--- Provided information Enclosed Below ---

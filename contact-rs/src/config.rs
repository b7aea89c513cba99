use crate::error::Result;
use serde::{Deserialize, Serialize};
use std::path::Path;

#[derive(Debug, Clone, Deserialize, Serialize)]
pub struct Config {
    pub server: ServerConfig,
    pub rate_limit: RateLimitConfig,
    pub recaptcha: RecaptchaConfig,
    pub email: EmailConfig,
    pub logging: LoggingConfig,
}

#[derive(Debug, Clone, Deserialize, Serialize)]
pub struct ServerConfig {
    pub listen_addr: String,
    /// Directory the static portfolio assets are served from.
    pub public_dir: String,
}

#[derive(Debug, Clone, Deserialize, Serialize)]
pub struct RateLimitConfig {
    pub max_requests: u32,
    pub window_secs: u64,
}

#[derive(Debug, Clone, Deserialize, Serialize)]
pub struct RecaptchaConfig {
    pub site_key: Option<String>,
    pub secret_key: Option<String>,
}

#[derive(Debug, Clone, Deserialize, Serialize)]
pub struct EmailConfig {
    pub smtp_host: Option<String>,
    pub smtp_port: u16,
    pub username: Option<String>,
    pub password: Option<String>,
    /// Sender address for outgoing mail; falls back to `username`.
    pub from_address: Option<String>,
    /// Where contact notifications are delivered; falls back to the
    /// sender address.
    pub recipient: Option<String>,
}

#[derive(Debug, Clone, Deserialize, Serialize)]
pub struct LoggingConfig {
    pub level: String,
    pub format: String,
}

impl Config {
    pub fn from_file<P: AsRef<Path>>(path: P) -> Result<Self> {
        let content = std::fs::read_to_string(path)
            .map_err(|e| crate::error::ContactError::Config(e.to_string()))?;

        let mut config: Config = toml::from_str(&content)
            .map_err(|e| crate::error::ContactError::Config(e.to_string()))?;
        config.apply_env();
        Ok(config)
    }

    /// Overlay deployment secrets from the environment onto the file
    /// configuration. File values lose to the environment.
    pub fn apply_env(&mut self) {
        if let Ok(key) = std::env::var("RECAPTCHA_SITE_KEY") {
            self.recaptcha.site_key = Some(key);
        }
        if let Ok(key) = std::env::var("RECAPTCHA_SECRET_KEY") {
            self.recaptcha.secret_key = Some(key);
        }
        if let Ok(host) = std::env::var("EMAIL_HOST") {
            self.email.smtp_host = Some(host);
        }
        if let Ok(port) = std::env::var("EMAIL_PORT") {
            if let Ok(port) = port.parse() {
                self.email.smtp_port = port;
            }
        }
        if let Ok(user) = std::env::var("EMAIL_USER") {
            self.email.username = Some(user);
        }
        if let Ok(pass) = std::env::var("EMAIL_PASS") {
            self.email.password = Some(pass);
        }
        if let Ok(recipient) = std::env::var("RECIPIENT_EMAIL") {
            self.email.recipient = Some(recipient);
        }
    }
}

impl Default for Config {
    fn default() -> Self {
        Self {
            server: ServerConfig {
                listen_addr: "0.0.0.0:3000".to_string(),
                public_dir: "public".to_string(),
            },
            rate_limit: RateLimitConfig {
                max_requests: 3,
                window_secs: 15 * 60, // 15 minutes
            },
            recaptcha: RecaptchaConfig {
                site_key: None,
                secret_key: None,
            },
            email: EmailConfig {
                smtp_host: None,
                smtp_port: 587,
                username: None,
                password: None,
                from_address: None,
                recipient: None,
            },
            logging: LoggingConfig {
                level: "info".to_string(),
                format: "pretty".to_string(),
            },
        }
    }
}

--- End of Enclosed Provided information ---
--- Provided information Enclosed Below ---

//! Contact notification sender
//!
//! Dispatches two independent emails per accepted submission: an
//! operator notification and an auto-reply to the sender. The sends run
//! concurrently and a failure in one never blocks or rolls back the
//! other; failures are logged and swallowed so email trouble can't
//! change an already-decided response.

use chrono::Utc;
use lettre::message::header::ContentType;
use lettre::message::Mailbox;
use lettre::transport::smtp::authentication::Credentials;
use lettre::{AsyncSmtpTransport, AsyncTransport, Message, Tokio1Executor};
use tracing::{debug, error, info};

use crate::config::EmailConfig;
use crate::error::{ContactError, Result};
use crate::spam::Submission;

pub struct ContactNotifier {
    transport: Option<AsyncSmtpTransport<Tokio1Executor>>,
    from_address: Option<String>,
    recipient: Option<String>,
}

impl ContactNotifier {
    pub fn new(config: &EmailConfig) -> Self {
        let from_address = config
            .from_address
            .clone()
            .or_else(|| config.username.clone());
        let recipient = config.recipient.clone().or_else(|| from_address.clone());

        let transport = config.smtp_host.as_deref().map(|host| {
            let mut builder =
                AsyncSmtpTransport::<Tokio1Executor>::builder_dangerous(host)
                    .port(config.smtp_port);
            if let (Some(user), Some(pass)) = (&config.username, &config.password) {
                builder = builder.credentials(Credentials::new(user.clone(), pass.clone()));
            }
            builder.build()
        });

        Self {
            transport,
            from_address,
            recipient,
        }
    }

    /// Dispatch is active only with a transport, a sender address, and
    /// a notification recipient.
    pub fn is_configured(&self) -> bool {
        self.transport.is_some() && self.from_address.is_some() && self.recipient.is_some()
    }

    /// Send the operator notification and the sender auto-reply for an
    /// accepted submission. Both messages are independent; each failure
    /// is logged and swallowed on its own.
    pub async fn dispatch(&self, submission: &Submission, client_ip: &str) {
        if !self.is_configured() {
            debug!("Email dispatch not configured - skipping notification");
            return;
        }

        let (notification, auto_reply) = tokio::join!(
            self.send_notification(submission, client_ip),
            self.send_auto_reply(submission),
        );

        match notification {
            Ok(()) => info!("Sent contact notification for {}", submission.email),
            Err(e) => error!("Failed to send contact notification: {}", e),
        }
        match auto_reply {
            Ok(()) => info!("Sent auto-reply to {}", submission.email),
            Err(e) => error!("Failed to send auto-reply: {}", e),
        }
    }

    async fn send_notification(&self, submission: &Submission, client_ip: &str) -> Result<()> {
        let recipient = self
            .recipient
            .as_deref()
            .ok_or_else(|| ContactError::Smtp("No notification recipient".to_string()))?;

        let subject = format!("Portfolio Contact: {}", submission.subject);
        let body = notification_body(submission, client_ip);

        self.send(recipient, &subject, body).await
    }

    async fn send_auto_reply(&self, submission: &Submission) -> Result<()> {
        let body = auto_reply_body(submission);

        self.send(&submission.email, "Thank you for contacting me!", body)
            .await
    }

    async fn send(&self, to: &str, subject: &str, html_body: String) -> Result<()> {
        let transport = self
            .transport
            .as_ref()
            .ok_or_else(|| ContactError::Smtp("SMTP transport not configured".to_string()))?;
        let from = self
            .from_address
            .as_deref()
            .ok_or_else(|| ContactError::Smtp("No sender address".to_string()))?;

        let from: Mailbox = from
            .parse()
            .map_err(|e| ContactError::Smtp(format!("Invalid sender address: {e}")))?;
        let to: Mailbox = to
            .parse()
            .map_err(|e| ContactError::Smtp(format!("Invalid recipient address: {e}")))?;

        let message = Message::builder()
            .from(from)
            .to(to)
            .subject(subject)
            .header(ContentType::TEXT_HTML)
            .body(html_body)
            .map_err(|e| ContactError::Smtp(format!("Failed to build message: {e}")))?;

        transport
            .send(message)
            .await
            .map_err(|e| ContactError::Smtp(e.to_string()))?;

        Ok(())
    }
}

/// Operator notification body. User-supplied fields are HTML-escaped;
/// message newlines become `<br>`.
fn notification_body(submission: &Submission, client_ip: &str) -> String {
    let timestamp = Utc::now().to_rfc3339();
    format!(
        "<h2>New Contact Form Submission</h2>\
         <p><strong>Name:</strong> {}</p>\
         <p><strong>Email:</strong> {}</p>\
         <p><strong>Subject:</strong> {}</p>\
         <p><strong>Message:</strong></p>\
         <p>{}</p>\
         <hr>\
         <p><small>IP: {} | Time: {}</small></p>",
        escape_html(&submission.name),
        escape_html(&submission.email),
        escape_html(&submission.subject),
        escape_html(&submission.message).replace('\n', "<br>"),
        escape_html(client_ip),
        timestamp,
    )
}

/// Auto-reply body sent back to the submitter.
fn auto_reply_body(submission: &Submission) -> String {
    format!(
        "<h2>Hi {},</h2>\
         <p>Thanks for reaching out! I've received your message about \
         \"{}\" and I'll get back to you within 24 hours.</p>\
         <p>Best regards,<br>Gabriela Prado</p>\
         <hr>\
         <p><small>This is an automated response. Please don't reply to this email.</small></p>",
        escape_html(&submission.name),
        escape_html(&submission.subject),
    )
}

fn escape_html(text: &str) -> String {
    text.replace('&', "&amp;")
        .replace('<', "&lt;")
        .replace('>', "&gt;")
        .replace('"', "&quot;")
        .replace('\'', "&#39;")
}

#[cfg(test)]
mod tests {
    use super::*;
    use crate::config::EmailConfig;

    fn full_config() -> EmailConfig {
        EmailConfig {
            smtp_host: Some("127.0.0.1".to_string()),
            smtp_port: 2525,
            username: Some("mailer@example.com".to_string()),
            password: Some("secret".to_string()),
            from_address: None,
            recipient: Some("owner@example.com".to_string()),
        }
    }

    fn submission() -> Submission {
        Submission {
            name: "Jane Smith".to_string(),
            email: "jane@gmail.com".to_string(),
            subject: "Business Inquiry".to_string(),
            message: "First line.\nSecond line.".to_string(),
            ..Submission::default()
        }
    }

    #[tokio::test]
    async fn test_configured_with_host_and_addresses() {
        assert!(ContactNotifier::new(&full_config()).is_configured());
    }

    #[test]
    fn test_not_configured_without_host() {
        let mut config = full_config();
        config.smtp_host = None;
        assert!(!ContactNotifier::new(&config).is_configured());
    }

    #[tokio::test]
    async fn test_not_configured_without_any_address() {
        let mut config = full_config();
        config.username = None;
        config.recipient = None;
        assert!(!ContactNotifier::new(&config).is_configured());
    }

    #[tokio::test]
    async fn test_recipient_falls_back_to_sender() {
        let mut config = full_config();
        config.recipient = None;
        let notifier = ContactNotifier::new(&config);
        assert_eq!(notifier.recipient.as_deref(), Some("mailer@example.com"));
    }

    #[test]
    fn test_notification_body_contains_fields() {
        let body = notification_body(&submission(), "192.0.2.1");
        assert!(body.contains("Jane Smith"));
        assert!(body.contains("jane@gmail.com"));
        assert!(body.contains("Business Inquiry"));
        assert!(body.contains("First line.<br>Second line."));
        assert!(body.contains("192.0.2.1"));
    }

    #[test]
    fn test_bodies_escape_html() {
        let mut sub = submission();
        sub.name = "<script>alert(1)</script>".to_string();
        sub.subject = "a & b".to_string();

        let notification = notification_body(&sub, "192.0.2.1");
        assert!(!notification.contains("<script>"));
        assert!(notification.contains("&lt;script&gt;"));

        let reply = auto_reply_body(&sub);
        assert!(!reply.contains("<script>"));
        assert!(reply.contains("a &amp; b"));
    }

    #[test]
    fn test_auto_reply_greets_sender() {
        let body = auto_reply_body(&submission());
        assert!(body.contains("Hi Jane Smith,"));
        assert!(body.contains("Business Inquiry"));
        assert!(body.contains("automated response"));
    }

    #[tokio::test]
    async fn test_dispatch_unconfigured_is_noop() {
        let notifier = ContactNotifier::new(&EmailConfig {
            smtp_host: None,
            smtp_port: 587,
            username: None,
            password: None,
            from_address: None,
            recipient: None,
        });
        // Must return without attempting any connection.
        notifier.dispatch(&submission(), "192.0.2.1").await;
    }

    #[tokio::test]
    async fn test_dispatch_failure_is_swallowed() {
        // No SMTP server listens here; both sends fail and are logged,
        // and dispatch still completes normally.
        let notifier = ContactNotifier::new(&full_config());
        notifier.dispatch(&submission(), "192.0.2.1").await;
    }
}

--- End of Enclosed Provided information ---

Task directions
In the data above, which lines lie between the line with "filename contact-rs/src/config.rs" and the line with "falls back to the", inclusive? Print those lines exactly and nothing else.

Answer box
filename contact-rs/src/config.rs
repository b7aea89c513cba99
use crate::error::Result;
use serde::{Deserialize, Serialize};
use std::path::Path;

#[derive(Debug, Clone, Deserialize, Serialize)]
pub struct Config {
    pub server: ServerConfig,
    pub rate_limit: RateLimitConfig,
    pub recaptcha: RecaptchaConfig,
    pub email: EmailConfig,
    pub logging: LoggingConfig,
}

#[derive(Debug, Clone, Deserialize, Serialize)]
pub struct ServerConfig {
    pub listen_addr: String,
    /// Directory the static portfolio assets are served from.
    pub public_dir: String,
}

#[derive(Debug, Clone, Deserialize, Serialize)]
pub struct RateLimitConfig {
    pub max_requests: u32,
    pub window_secs: u64,
}

#[derive(Debug, Clone, Deserialize, Serialize)]
pub struct RecaptchaConfig {
    pub site_key: Option<String>,
    pub secret_key: Option<String>,
}

#[derive(Debug, Clone, Deserialize, Serialize)]
pub struct EmailConfig {
    pub smtp_host: Option<String>,
    pub smtp_port: u16,
    pub username: Option<String>,
    pub password: Option<String>,
    /// Sender address for outgoing mail; falls back to `username`.
    pub from_address: Option<String>,
    /// Where contact notifications are delivered; falls back to the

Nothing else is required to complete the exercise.